Tracking and Signs Event
Saturday 16th February – 13:00-16:00 – Jesus College
Bob Cowley of the Oxon Mammal Society will give a Track and Sign workshop for the Oxford Nature Conservation Society. The first half of the event will involve a lesson on how to recognise tracks and other signs of animals in the field. Bob will be bringing objects to show us, including skulls of animals that can be found in the Oxford area. After the talk we will be going to the University Park to try our hand at tracking in the field with Bob demonstrating. The whole event will last three hours. More details to follow.
Dr Hilary Allison
2020 vision: can science and policy deliver a new global deal for nature?
Tuesday 26th February (7th week) – 19:15 – 20:30 – SPC Dorfman
Biodiversity conservation must bridge the science-policy frontier. Current global declines in biodiversity are well recognised. Research here must inform conservation policy.
To this end, 2019 and 2020 promise to be exciting. Next year, the Intergovernmental Science-Policy Platform on Biodiversity and Ecosystem Services (IPBES) publish their sixth Global Environment Outlook (GEO-6). In 2020, biodiversity conservation goals established under the Convention on Biological Diversity (CBD) Strategic Plan for Biodiversity 2011-2020 will be reviewed.
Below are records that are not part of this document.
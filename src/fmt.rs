//! Logging shims.
//!
//! Forward to `defmt` or `log` depending on the enabled feature, and expand to
//! nothing (while still touching their arguments) when neither is enabled.

#![allow(unused_macros)]

#[cfg(all(feature = "defmt", feature = "log"))]
compile_error!("Features \"defmt\" and \"log\" are mutually exclusive and cannot be enabled together");

macro_rules! trace {
    ($s:literal $(, $x:expr)* $(,)?) => {
        {
            #[cfg(feature = "defmt")]
            ::defmt::trace!($s $(, $x)*);
            #[cfg(feature = "log")]
            ::log::trace!($s $(, $x)*);
            #[cfg(not(any(feature = "defmt", feature = "log")))]
            let _ = ($( & $x ),*);
        }
    };
}

macro_rules! debug {
    ($s:literal $(, $x:expr)* $(,)?) => {
        {
            #[cfg(feature = "defmt")]
            ::defmt::debug!($s $(, $x)*);
            #[cfg(feature = "log")]
            ::log::debug!($s $(, $x)*);
            #[cfg(not(any(feature = "defmt", feature = "log")))]
            let _ = ($( & $x ),*);
        }
    };
}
The outcomes of these global ecosystem assessments are critical to the future of our natural world.
Dr Hilary Allison is head of the Ecosystem Assessment and Policy Support Programme at the United Nations Environment Programme World Conservation Monitoring Centre (UNEP-WCMC). Having graduated from Hertford, Hilary then obtained a PhD from Cambridge in coastal salt marsh evolution. Hilary has worked as Director of Policy at the Woodland Trust for 17 years and has participated in several government-led processes on forest and tree health policy, as well as leading advocacy work to enhance policy on woodland conservation. She is a former chair of Wildlife and Countryside Link, and also worked briefly for the National Trust and the Nature Conservancy Council. Now, Hilary is heavily involved with the GEO-6, and is uniquely placed to discuss global strategy in conservation politics.